━━ SOURCE RECORDS ━━

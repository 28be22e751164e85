// UI event broadcasting and newline-delimited JSON streaming
use crate::application::ui::{IntentLauncher, ToastKind, UiSink};
use crate::domain::location::{AddressSummary, PositionSample};
use axum::body::Body;
use axum::http::{Response, StatusCode, header};
use bytes::{BufMut, Bytes, BytesMut};
use futures::StreamExt;
use serde::Serialize;
use tokio::sync::broadcast;
use tokio_stream::wrappers::BroadcastStream;
use tokio_stream::wrappers::errors::BroadcastStreamRecvError;

#[derive(Debug, Clone, PartialEq, Serialize)]
#[serde(tag = "event", rename_all = "snake_case")]
pub enum UiEvent {
    LocationUpdated {
        sample: PositionSample,
        coordinates: String,
        last_update: String,
    },
    AddressResolved {
        address: String,
        share_message: String,
    },
    TrackingChanged {
        active: bool,
        status: &'static str,
    },
    Error {
        message: String,
    },
    Toast {
        message: String,
        kind: ToastKind,
    },
    OpenIntent {
        uri: String,
    },
}

/// Fans UI events out to every connected client. Events sent with no client connected are dropped.
#[derive(Debug, Clone)]
pub struct EventBroadcaster {
    tx: broadcast::Sender<UiEvent>,
}

impl EventBroadcaster {
    pub fn new(capacity: usize) -> Self {
        let (tx, _) = broadcast::channel(capacity);
        Self { tx }
    }

    pub fn subscribe(&self) -> broadcast::Receiver<UiEvent> {
        self.tx.subscribe()
    }

    fn publish(&self, event: UiEvent) {
        if self.tx.send(event).is_err() {
            tracing::trace!("No UI clients connected, event dropped");
        }
    }
}

impl UiSink for EventBroadcaster {
    fn location_updated(&self, sample: &PositionSample) {
        self.publish(UiEvent::LocationUpdated {
            sample: sample.clone(),
            coordinates: sample.display_coordinates(),
            last_update: sample.captured_at().format("%H:%M").to_string(),
        });
    }

    fn address_resolved(&self, address: &AddressSummary) {
        self.publish(UiEvent::AddressResolved {
            address: address.address.clone(),
            share_message: address.share_message(),
        });
    }

    fn tracking_changed(&self, active: bool) {
        let status = if active {
            "Live Tracking Active"
        } else {
            "Tracking Paused"
        };
        self.publish(UiEvent::TrackingChanged { active, status });
    }

    fn error(&self, message: &str) {
        self.publish(UiEvent::Error {
            message: message.to_string(),
        });
    }

    fn toast(&self, message: &str, kind: ToastKind) {
        self.publish(UiEvent::Toast {
            message: message.to_string(),
            kind,
        });
    }
}

impl IntentLauncher for EventBroadcaster {
    fn launch(&self, uri: &str) {
        tracing::info!("Handing off intent {}", uri.split('?').next().unwrap_or(uri));
        self.publish(UiEvent::OpenIntent {
            uri: uri.to_string(),
        });
    }
}

/// One event per line.
fn encode_event(event: &UiEvent) -> Result<Bytes, serde_json::Error> {
    let json = serde_json::to_vec(event)?;
    let mut line = BytesMut::with_capacity(json.len() + 1);
    line.put_slice(&json);
    line.put_u8(b'\n');
    Ok(line.freeze())
}

/// Streams events from `rx` as a chunked `application/x-ndjson` response.
pub fn event_stream_response(rx: broadcast::Receiver<UiEvent>) -> Result<Response<Body>, StatusCode> {
    let mut events = BroadcastStream::new(rx);

    let stream = async_stream::stream! {
        while let Some(item) = events.next().await {
            match item {
                Ok(event) => yield encode_event(&event),
                Err(BroadcastStreamRecvError::Lagged(skipped)) => {
                    tracing::warn!("UI client lagging, skipped {} events", skipped);
                }
            }
        }
    };

    Response::builder()
        .status(StatusCode::OK)
        .header(header::CONTENT_TYPE, "application/x-ndjson")
        .header(header::CACHE_CONTROL, "no-cache")
        .body(Body::from_stream(stream))
        .map_err(|_| StatusCode::INTERNAL_SERVER_ERROR)
}
// Infrastructure layer - External dependencies and adapters
pub mod asset_cache;
pub mod config;
pub mod event_stream;
pub mod http_position_source;
pub mod json_file_store;
pub mod memory_store;
pub mod nominatim_geocoder;
pub mod webhook_share;
// Webhook share transport
use crate::application::share_transport::{ShareError, ShareRequest, ShareTransport};
use async_trait::async_trait;

/// Posts share requests as JSON to a webhook URL.
#[derive(Debug, Clone)]
pub struct WebhookShareTransport {
    url: String,
    client: reqwest::Client,
}

impl WebhookShareTransport {
    pub fn new(url: &str) -> Self {
        Self {
            url: url.to_string(),
            client: reqwest::Client::new(),
        }
    }
}

#[async_trait]
impl ShareTransport for WebhookShareTransport {
    async fn share(&self, request: &ShareRequest) -> Result<(), ShareError> {
        let response = self
            .client
            .post(&self.url)
            .json(request)
            .send()
            .await
            .map_err(|e| ShareError::Failed(e.to_string()))?;

        if !response.status().is_success() {
            return Err(ShareError::Failed(format!(
                "webhook answered {}",
                response.status()
            )));
        }

        tracing::debug!("Share delivered to webhook");
        Ok(())
    }
}
// UI collaborator traits
use crate::domain::location::{AddressSummary, PositionSample};
use serde::Serialize;

#[derive(Debug, Clone, Copy, PartialEq, Eq, Serialize)]
#[serde(rename_all = "lowercase")]
pub enum ToastKind {
    Success,
    Info,
}

/// Receives everything the tracker wants rendered.
pub trait UiSink: Send + Sync {
    fn location_updated(&self, sample: &PositionSample);

    fn address_resolved(&self, address: &AddressSummary);

    fn tracking_changed(&self, active: bool);

    /// Transient error banner.
    fn error(&self, message: &str);

    fn toast(&self, message: &str, kind: ToastKind);
}

/// Hands a URI (e.g. `sms:`) to the platform. Whether anything was sent is not observable.
pub trait IntentLauncher: Send + Sync {
    fn launch(&self, uri: &str);
}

━━━

- **GOAL OF THE EXERCISE**: Give back each entry so that it matches the original word for word.

- **RESULT OF THE EXERCISE**:
repository 28be22e751164e85
// UI event broadcasting and newline-delimited JSON streaming
use crate::application::ui::{IntentLauncher, ToastKind, UiSink};
use crate::domain::location::{AddressSummary, PositionSample};
use axum::body::Body;
use axum::http::{Response, StatusCode, header};
use bytes::{BufMut, Bytes, BytesMut};
use futures::StreamExt;
use serde::Serialize;
use tokio::sync::broadcast;
use tokio_stream::wrappers::BroadcastStream;
use tokio_stream::wrappers::errors::BroadcastStreamRecvError;

#[derive(Debug, Clone, PartialEq, Serialize)]
#[serde(tag = "event", rename_all = "snake_case")]
pub enum UiEvent {
    LocationUpdated {
        sample: PositionSample,
        coordinates: String,
        last_update: String,
    },
    AddressResolved {
        address: String,
        share_message: String,
    },
    TrackingChanged {
        active: bool,
        status: &'static str,
    },
    Error {
        message: String,
    },
    Toast {
        message: String,
        kind: ToastKind,
    },
    OpenIntent {
        uri: String,
    },
}

/// Fans UI events out to every connected client. Events sent with no client connected are dropped.
#[derive(Debug, Clone)]
pub struct EventBroadcaster {
    tx: broadcast::Sender<UiEvent>,
}

impl EventBroadcaster {
    pub fn new(capacity: usize) -> Self {
        let (tx, _) = broadcast::channel(capacity);
        Self { tx }
    }

    pub fn subscribe(&self) -> broadcast::Receiver<UiEvent> {
        self.tx.subscribe()
    }

    fn publish(&self, event: UiEvent) {
        if self.tx.send(event).is_err() {
            tracing::trace!("No UI clients connected, event dropped");
        }
    }
}

impl UiSink for EventBroadcaster {
    fn location_updated(&self, sample: &PositionSample) {
        self.publish(UiEvent::LocationUpdated {
            sample: sample.clone(),
            coordinates: sample.display_coordinates(),
            last_update: sample.captured_at().format("%H:%M").to_string(),
        });
    }

    fn address_resolved(&self, address: &AddressSummary) {
        self.publish(UiEvent::AddressResolved {
            address: address.address.clone(),
            share_message: address.share_message(),
        });
    }

    fn tracking_changed(&self, active: bool) {
        let status = if active {
            "Live Tracking Active"
        } else {
            "Tracking Paused"
        };
        self.publish(UiEvent::TrackingChanged { active, status });
    }

    fn error(&self, message: &str) {
        self.publish(UiEvent::Error {
            message: message.to_string(),
        });
    }

    fn toast(&self, message: &str, kind: ToastKind) {
        self.publish(UiEvent::Toast {
            message: message.to_string(),
            kind,
        });
    }
}

impl IntentLauncher for EventBroadcaster {
    fn launch(&self, uri: &str) {
        tracing::info!("Handing off intent {}", uri.split('?').next().unwrap_or(uri));
        self.publish(UiEvent::OpenIntent {
            uri: uri.to_string(),
        });
    }
}

/// One event per line.
fn encode_event(event: &UiEvent) -> Result<Bytes, serde_json::Error> {
    let json = serde_json::to_vec(event)?;
    let mut line = BytesMut::with_capacity(json.len() + 1);
    line.put_slice(&json);
    line.put_u8(b'\n');
    Ok(line.freeze())
}

/// Streams events from `rx` as a chunked `application/x-ndjson` response.
pub fn event_stream_response(rx: broadcast::Receiver<UiEvent>) -> Result<Response<Body>, StatusCode> {
    let mut events = BroadcastStream::new(rx);

    let stream = async_stream::stream! {
        while let Some(item) = events.next().await {
            match item {
                Ok(event) => yield encode_event(&event),
                Err(BroadcastStreamRecvError::Lagged(skipped)) => {
                    tracing::warn!("UI client lagging, skipped {} events", skipped);
                }
            }
        }
    };

    Response::builder()
        .status(StatusCode::OK)
        .header(header::CONTENT_TYPE, "application/x-ndjson")
        .header(header::CACHE_CONTROL, "no-cache")
        .body(Body::from_stream(stream))
        .map_err(|_| StatusCode::INTERNAL_SERVER_ERROR)
}
// Infrastructure layer - External dependencies and adapters
pub mod asset_cache;
pub mod config;
pub mod event_stream;
pub mod http_position_source;
pub mod json_file_store;
pub mod memory_store;
pub mod nominatim_geocoder;
pub mod webhook_share;
// Webhook share transport
use crate::application::share_transport::{ShareError, ShareRequest, ShareTransport};
use async_trait::async_trait;

/// Posts share requests as JSON to a webhook URL.
#[derive(Debug, Clone)]
pub struct WebhookShareTransport {
    url: String,
    client: reqwest::Client,
}

impl WebhookShareTransport {
    pub fn new(url: &str) -> Self {
        Self {
            url: url.to_string(),
            client: reqwest::Client::new(),
        }
    }
}

#[async_trait]
impl ShareTransport for WebhookShareTransport {
    async fn share(&self, request: &ShareRequest) -> Result<(), ShareError> {
        let response = self
            .client
            .post(&self.url)
            .json(request)
            .send()
            .await
            .map_err(|e| ShareError::Failed(e.to_string()))?;

        if !response.status().is_success() {
            return Err(ShareError::Failed(format!(
                "webhook answered {}",
                response.status()
            )));
        }

        tracing::debug!("Share delivered to webhook");
        Ok(())
    }
}
// UI collaborator traits
use crate::domain::location::{AddressSummary, PositionSample};
use serde::Serialize;

#[derive(Debug, Clone, Copy, PartialEq, Eq, Serialize)]
#[serde(rename_all = "lowercase")]
pub enum ToastKind {
    Success,
    Info,
}

/// Receives everything the tracker wants rendered.
pub trait UiSink: Send + Sync {
    fn location_updated(&self, sample: &PositionSample);

    fn address_resolved(&self, address: &AddressSummary);

    fn tracking_changed(&self, active: bool);

    /// Transient error banner.
    fn error(&self, message: &str);

    fn toast(&self, message: &str, kind: ToastKind);
}

/// Hands a URI (e.g. `sms:`) to the platform. Whether anything was sent is not observable.
pub trait IntentLauncher: Send + Sync {
    fn launch(&self, uri: &str);
}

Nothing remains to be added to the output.